OVUU board wrestles with complex issues


BRANDON — Issues surrounding diversity and equity, technological integration, and facility upgrades dominated the conversation on May 18, when members of the OVUU school board convened at the OVUHS library, and online via Zoom, to discuss several topics of wide-ranging impact, touching on prevalent themes of local and national importance.

Among those on hand to give a presentation was Susannah White, RNESU’s Equity and Engagement coach, who for the past year has been helping lead an inquiry into systemic issues affecting educational inequity within the district that affect the lives of its students, faculty, and administrators.

“The issues raised are systemic in nature and are reflective of local, state, and national trends,” she said in her presentation to the board. “As we unearth and reckon with the inequities that exist in our schools, we must assume shared responsibility, seek systemic solutions, and avoid the impulse to blame individual people and or schools. We must also remember to embrace the work of educational equity as ongoing, unfinished, and embedded in all we do.”

White went on to discuss a brave group of students who participated in the inquiry by sharing some of their negative experiences with the board—including: dealing with racial, homophobic, transphobic, and ableist slurs amongst the student body; dealing with adult responses to those slurs; and incidences of inequity within the curriculum as well. 

 “Our students are telling us there are things we must do to make school more engaging, accessible, relevant, meaningful, and safe for all learners,” White said. “For example, there are students who have shared that they experience hostile language and treatment based on one or more of their social identities and are asking for adults and students to work to shift the culture and respond in meaningful ways to incidents of harassment and bias. There are also many students who want to see themselves reflected in more meaningful and affirming ways in their curriculum, in addition to experiencing deeper learning about a broader and more diverse range of histories, perspectives, and issues. Our work is to partner with our students to create the school community that they dream of and deserve.”

Moving forward, White said an equity committee with student and faculty members will meet monthly with goals that include: “Connecting about equity issues that arise and engaging in team problem-solving on those issues: developing our own capacity to support and or lead positive change work in our schools; designing and implementing district-wide initiatives for educational equity; and engaging in inquiry and listening to identify issues and opportunities to [create] equity in RNESU.”

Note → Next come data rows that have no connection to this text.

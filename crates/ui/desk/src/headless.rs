//! Terminal-free commands: `desk export` and `desk health`.
//!
//! The export drives the same reducer and executor as the wizard page, so
//! the rules (non-empty preview, sanitized filename, stale-result filtering)
//! are identical.

use std::collections::BTreeSet;
use std::path::PathBuf;
use std::sync::Arc;

use color_eyre::{
    Result,
    eyre::{WrapErr, bail, eyre},
};
use portal::PortalApi;
use tokio::sync::mpsc;
use tracing::info;

use crate::{
    action::Action,
    cli::ExportArgs,
    core::{
        effects::InternalEvent,
        executor::TaskExecutor,
        intent_model::Intent,
        reducer::{apply_event, reduce},
        state::{ExportTiming, ExportWizard, PreviewStatus, Step},
    },
};

#[derive(Debug, Clone, PartialEq, Eq)]
pub struct ExportReport {
    pub path: PathBuf,
    pub total_count: u64,
    pub total_volunteers: u64,
}

/// Configure, preview and confirm an export without a terminal.
///
/// Fails when the preview fails, when it is empty or when the download fails.
pub async fn export(
    api: Arc<dyn PortalApi>,
    download_dir: PathBuf,
    timing: ExportTiming,
    args: &ExportArgs,
) -> Result<ExportReport> {
    let (tx, mut rx) = mpsc::unbounded_channel::<Action>();
    let executor = TaskExecutor::new(api, download_dir, tx);
    let mut wizard = ExportWizard::new(timing);

    let mut intents = vec![
        Intent::Open,
        Intent::SelectFormat(args.format),
        Intent::SetDateFrom(args.date_from),
        Intent::SetDateTo(args.date_to),
    ];
    // ToggleCategory ist ein Umschalter: doppelte `--category` nur einmal anwenden
    let categories: BTreeSet<_> = args.categories.iter().copied().collect();
    intents.extend(categories.into_iter().map(Intent::ToggleCategory));
    if let Some(name) = &args.filename {
        intents.push(Intent::SetFilename(name.clone()));
    }
    intents.push(Intent::Next);
    for intent in intents {
        executor.run(reduce(&mut wizard, intent));
    }

    let mut saved: Option<PathBuf> = None;
    let mut totals: Option<(u64, u64)> = None;
    let mut succeeded = false;
    loop {
        let Some(action) = rx.recv().await else {
            bail!("task executor stopped before the export finished");
        };
        let Action::Internal(event) = action else {
            continue;
        };
        executor.run(apply_event(&mut wizard, &event));

        match &event {
            InternalEvent::DownloadFinished { path } => saved = Some(path.clone()),
            InternalEvent::DownloadFailed { error } => bail!("download failed: {error}"),
            _ => {}
        }

        if totals.is_none() && wizard.state.step == Step::Preview {
            match &wizard.state.preview {
                PreviewStatus::Failed(error) => bail!("preview failed: {error}"),
                PreviewStatus::Loaded if wizard.state.preview_rows.is_empty() => {
                    bail!("nothing to export: no opportunities match the filters")
                }
                PreviewStatus::Loaded => {
                    info!(
                        rows = wizard.state.total_count,
                        volunteers = wizard.state.total_volunteers,
                        "preview loaded, confirming export"
                    );
                    executor.run(reduce(&mut wizard, Intent::Next));
                    executor.run(reduce(&mut wizard, Intent::ConfirmExport));
                    if !wizard.state.is_exporting() {
                        return Err(eyre!("export could not be started"));
                    }
                    totals = Some((wizard.state.total_count, wizard.state.total_volunteers));
                }
                _ => {}
            }
        }

        succeeded |= totals.is_some() && wizard.state.export_succeeded();
        if let (true, Some((total_count, total_volunteers))) = (succeeded, totals) {
            if let Some(path) = saved.take() {
                return Ok(ExportReport {
                    path,
                    total_count,
                    total_volunteers,
                });
            }
        }
    }
}

/// One-line portal summary; any failure is an error.
pub async fn health(api: &dyn PortalApi) -> Result<String> {
    let stats = api
        .dashboard_stats()
        .await
        .wrap_err("portal health check failed")?;
    Ok(format!(
        "ok: {} opportunities ({} upcoming), {} volunteers, {} categories",
        stats.total_opportunities,
        stats.upcoming_opportunities,
        stats.total_volunteers,
        stats.categories.len()
    ))
}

RNESU defines “educational equity” as “each child receiving what they need to develop and thrive academically and socially.”  

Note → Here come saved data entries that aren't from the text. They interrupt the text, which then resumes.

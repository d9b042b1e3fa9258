//! User intents understood by the export wizard reducer.
//!
//! Pages translate keys into these; executor results travel separately as
//! `InternalEvent`s.

use chrono::NaiveDate;
use portal::{CategoryId, ExportFormat};

#[derive(Debug, Clone, PartialEq, Eq)]
pub enum Intent {
    /// Wizard opened: fresh state, category list fetched once.
    Open,
    /// Wizard closed: fresh state, catalog dropped.
    Close,
    SelectFormat(ExportFormat),
    SetDateFrom(Option<NaiveDate>),
    SetDateTo(Option<NaiveDate>),
    ToggleCategory(CategoryId),
    SelectAllCategories,
    ClearCategories,
    /// Raw user input; sanitized on the way into the state.
    SetFilename(String),
    Next,
    Back,
    ConfirmExport,
}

White mentioned the importance of centering student voices in this process, explaining that the work is ongoing and always more is to be done. 

“Some ways RNESU is working towards elevating student voices include: Inviting student participation on our Equity Committee, empowering student participation at Board meetings, holding student focus groups, developing affinity spaces, and administering surveys—including a climate survey,” she said. 

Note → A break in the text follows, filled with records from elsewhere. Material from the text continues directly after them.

//! Advisory client-side validation for the portal forms.
//!
//! `validate_submit` is a pure mapping from form state to per-field
//! annotations. `FieldValidator` applies the blur/input/submit rules on top of
//! it and owns the optional age gate. The server stays authoritative: an
//! allowed submission is still posted and may be rejected there.

use std::collections::BTreeMap;

use super::{AgeGate, FormSchema, FormState, RequiredFields, Submission};

#[derive(Debug, Clone, Default, PartialEq, Eq)]
pub struct SubmitOutcome {
    /// New `Invalid` annotations produced by this pass.
    pub invalid: BTreeMap<String, String>,
    /// First invalid field in schema order; focus moves there.
    pub first_invalid: Option<String>,
}

impl SubmitOutcome {
    pub fn allowed(&self) -> bool {
        self.invalid.is_empty()
    }
}

/// Required-field pass: every blank required field is invalid.
///
/// Filled fields produce nothing, so they keep whatever annotation they had.
pub fn validate_submit(
    schema: &FormSchema,
    required: &RequiredFields,
    state: &FormState,
) -> SubmitOutcome {
    let mut outcome = SubmitOutcome::default();
    for field in &schema.fields {
        let Some(message) = required.message(&field.key) else {
            continue;
        };
        if state.is_blank(&field.key) {
            outcome
                .invalid
                .insert(field.key.clone(), message.to_string());
            outcome.first_invalid.get_or_insert_with(|| field.key.clone());
        }
    }
    outcome
}

#[derive(Debug, Clone, PartialEq, Eq)]
pub enum SubmitDecision {
    /// Form moved to `Submitting`, the caller posts it.
    Proceed,
    Blocked(SubmitOutcome),
    /// A submission is already in flight.
    Ignored,
}

#[derive(Debug, Clone)]
pub struct FieldValidator {
    pub required: RequiredFields,
    pub age_gate: Option<AgeGate>,
}

impl FieldValidator {
    pub fn new(required: RequiredFields) -> Self {
        Self {
            required,
            age_gate: None,
        }
    }

    pub fn with_age_gate(mut self, gate: AgeGate) -> Self {
        self.age_gate = Some(gate);
        self
    }

    /// Field lost focus: a non-empty value is marked valid.
    pub fn on_blur(&self, state: &mut FormState, key: &str) {
        if self.is_age_field(key) {
            return;
        }
        if !state.is_blank(key) {
            state.mark_valid(key);
        }
    }

    /// Value changed. Clears a previous error as soon as the field is filled;
    /// the age field gets live feedback instead.
    pub fn on_input(&self, state: &mut FormState, key: &str, value: &str) {
        state.set_value(key, value);
        if let Some(gate) = self.age_gate.as_ref().filter(|g| g.field == key) {
            gate.on_input(state, value);
            return;
        }
        if state.is_invalid(key) && !state.is_blank(key) {
            state.mark_valid(key);
        }
    }

    pub fn submit(&self, schema: &FormSchema, state: &mut FormState) -> SubmitDecision {
        if state.is_submitting() {
            return SubmitDecision::Ignored;
        }
        state.clear_invalid();

        let mut outcome = validate_submit(schema, &self.required, state);
        if let Some(gate) = &self.age_gate {
            let raw = state.get_value(&gate.field).unwrap_or("");
            if !outcome.invalid.contains_key(&gate.field) && gate.blocks(raw) {
                outcome
                    .invalid
                    .insert(gate.field.clone(), gate.message.clone());
            }
        }
        outcome.first_invalid = schema
            .fields
            .iter()
            .map(|f| &f.key)
            .find(|k| outcome.invalid.contains_key(*k))
            .cloned();

        for (key, message) in &outcome.invalid {
            state.mark_invalid(key, message.clone());
        }

        if outcome.allowed() {
            state.submission = Submission::Submitting;
            SubmitDecision::Proceed
        } else {
            SubmitDecision::Blocked(outcome)
        }
    }

    /// Server answered; the form becomes editable again.
    pub fn finish(&self, state: &mut FormState, rejection: Option<String>) {
        state.submission = Submission::Idle;
        if let Some(msg) = rejection {
            state.global_errors.push(msg);
        }
    }

    fn is_age_field(&self, key: &str) -> bool {
        self.age_gate.as_ref().is_some_and(|g| g.field == key)
    }
}

#[cfg(test)]
mod tests {
    use super::*;
    use crate::domain::forms::catalog;
    use pretty_assertions::assert_eq;

    fn signup() -> (FormSchema, FieldValidator) {
        let schema = catalog::signup_form(&[]);
        let validator = FieldValidator::new(catalog::signup_required())
            .with_age_gate(AgeGate::default());
        (schema, validator)
    }

    fn filled_signup() -> FormState {
        let mut state = FormState::default();
        state.set_value("name", "Ada");
        state.set_value("age", "30");
        state.set_value("expertise", "First aid");
        state.set_value("opportunity", "3");
        state
    }

    #[test]
    fn single_empty_field_blocks_and_only_it_is_marked() {
        let (schema, validator) = signup();
        let mut state = filled_signup();
        state.set_value("expertise", "  ");

        let SubmitDecision::Blocked(outcome) = validator.submit(&schema, &mut state) else {
            panic!("a blank required field must block");
        };
        assert_eq!(outcome.first_invalid.as_deref(), Some("expertise"));
        assert_eq!(outcome.invalid.len(), 1);
        assert_eq!(state.error("expertise"), Some("Please describe your expertise."));
        for key in ["name", "age", "opportunity"] {
            assert!(!state.is_invalid(key), "{key} falsely marked");
        }
        assert_eq!(state.submission, Submission::Idle);
    }

    #[test]
    fn first_invalid_follows_field_order() {
        let (schema, validator) = signup();
        let mut state = FormState::default();
        let SubmitDecision::Blocked(outcome) = validator.submit(&schema, &mut state) else {
            panic!("empty form must be blocked");
        };
        assert_eq!(outcome.first_invalid.as_deref(), Some("name"));
        assert_eq!(outcome.invalid.len(), 4);
        assert_eq!(state.error("age"), Some("Age is required."));
    }

    #[test]
    fn underage_blocks_submit() {
        let (schema, validator) = signup();
        let mut state = filled_signup();
        state.set_value("age", "16");
        let SubmitDecision::Blocked(outcome) = validator.submit(&schema, &mut state) else {
            panic!("underage must be blocked");
        };
        assert_eq!(outcome.first_invalid.as_deref(), Some("age"));
        assert!(state.is_invalid("age"));
    }

    #[test]
    fn valid_form_enters_submitting_once() {
        let (schema, validator) = signup();
        let mut state = filled_signup();
        assert_eq!(validator.submit(&schema, &mut state), SubmitDecision::Proceed);
        assert!(state.is_submitting());
        assert_eq!(validator.submit(&schema, &mut state), SubmitDecision::Ignored);

        validator.finish(&mut state, Some("Rejected by server".into()));
        assert!(!state.is_submitting());
        assert_eq!(state.global_errors, vec!["Rejected by server".to_string()]);
    }

    #[test]
    fn input_clears_error_only_when_previously_invalid() {
        let (schema, validator) = signup();
        let mut state = FormState::default();
        validator.on_input(&mut state, "name", "A");
        assert!(state.annotation("name").is_none());

        validator.submit(&schema, &mut state);
        validator.on_input(&mut state, "expertise", "Cooking");
        assert!(state.is_valid("expertise"));
    }

    #[test]
    fn blur_marks_filled_fields_valid() {
        let (_, validator) = signup();
        let mut state = FormState::default();
        validator.on_blur(&mut state, "name");
        assert!(state.annotation("name").is_none());
        state.set_value("name", "Grace");
        validator.on_blur(&mut state, "name");
        assert!(state.is_valid("name"));
    }

    #[test]
    fn age_input_routes_through_gate() {
        let (_, validator) = signup();
        let mut state = FormState::default();
        validator.on_input(&mut state, "age", "17");
        assert!(state.is_invalid("age"));
        validator.on_input(&mut state, "age", "18");
        assert!(state.is_valid("age"));
    }

    #[test]
    fn opportunity_form_uses_same_table_shape() {
        let schema = catalog::opportunity_form(&[]);
        let required = catalog::opportunity_required();
        let mut state = FormState::default();
        state.set_value("title", "Beach Cleanup");
        let outcome = validate_submit(&schema, &required, &state);
        assert!(!outcome.allowed());
        assert!(!outcome.invalid.contains_key("title"));
        assert_eq!(
            outcome.invalid.get("date").map(String::as_str),
            Some("This field is required.")
        );
    }
}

“Next year, Otter Valley will renew its partnership with Up for Learning with the goal of creating a dedicated and representative group of student leaders who will collaborate to transform their school for the better. The Curriculum and Instruction team also plans to design professional learning opportunities for educators to strengthen their capacity to empower student voice and agency within their instructional practice.”


White’s presentation was met with a united round of applause from the board who had earlier been engaged in a somewhat contentious debate over whether an additional $200,000 should be added to the $440,300 budget for facility repairs and upgrades over the summer, with the bulk of the new money designated for a welding program.

Points were raised about the long-overdue upgrades to the shop. Much of its equipment is older than the instructors and, in the case of the shop’s lathe, even the building. Of particular importance was the harsh reality that training on this equipment puts OVUHS students at a disadvantage when it comes to acquiring real-world experience.

 Of additional concern was the hasty nature of the decision, without the presence or input of the teachers who will implement the new program. Eventually, a vote passed to approve the money only for the board to then realize that the leg work involved in hammering out the details of the new project could mean a delay for the other repairs and upgrades.

A motion was then passed to strike the new budget of $640,300, which was voted on and approved, at which point the original budget of $440,300 was reintroduced, voted on, and approved and it was noted that within the approved budget there had already been money allotted for upgrades to the shop and they would take place over the next year and a half.


Rounding out the evening’s events was a presentation from Max Burman and Susan Hennessey, RNESU’s technology integration coaches, about their ongoing efforts within the district. The pair mentioned that while participation in the program is done strictly on a volunteer basis, it has become much beloved by students and faculty alike. One area in particular that has been a success is the digital citizenship initiative where students are taught how to be safe, responsible users of technology.

“Our district made great strides given how quickly the pandemic hit and required our schools to pivot to remote learning out much time to prepare,” said Burrow. “Our roles as coaches this year found us supporting educators who needed extra help using Google Classroom and Google Meet to ensure their teaching materials were accessible to all in case we needed to pivot once again.”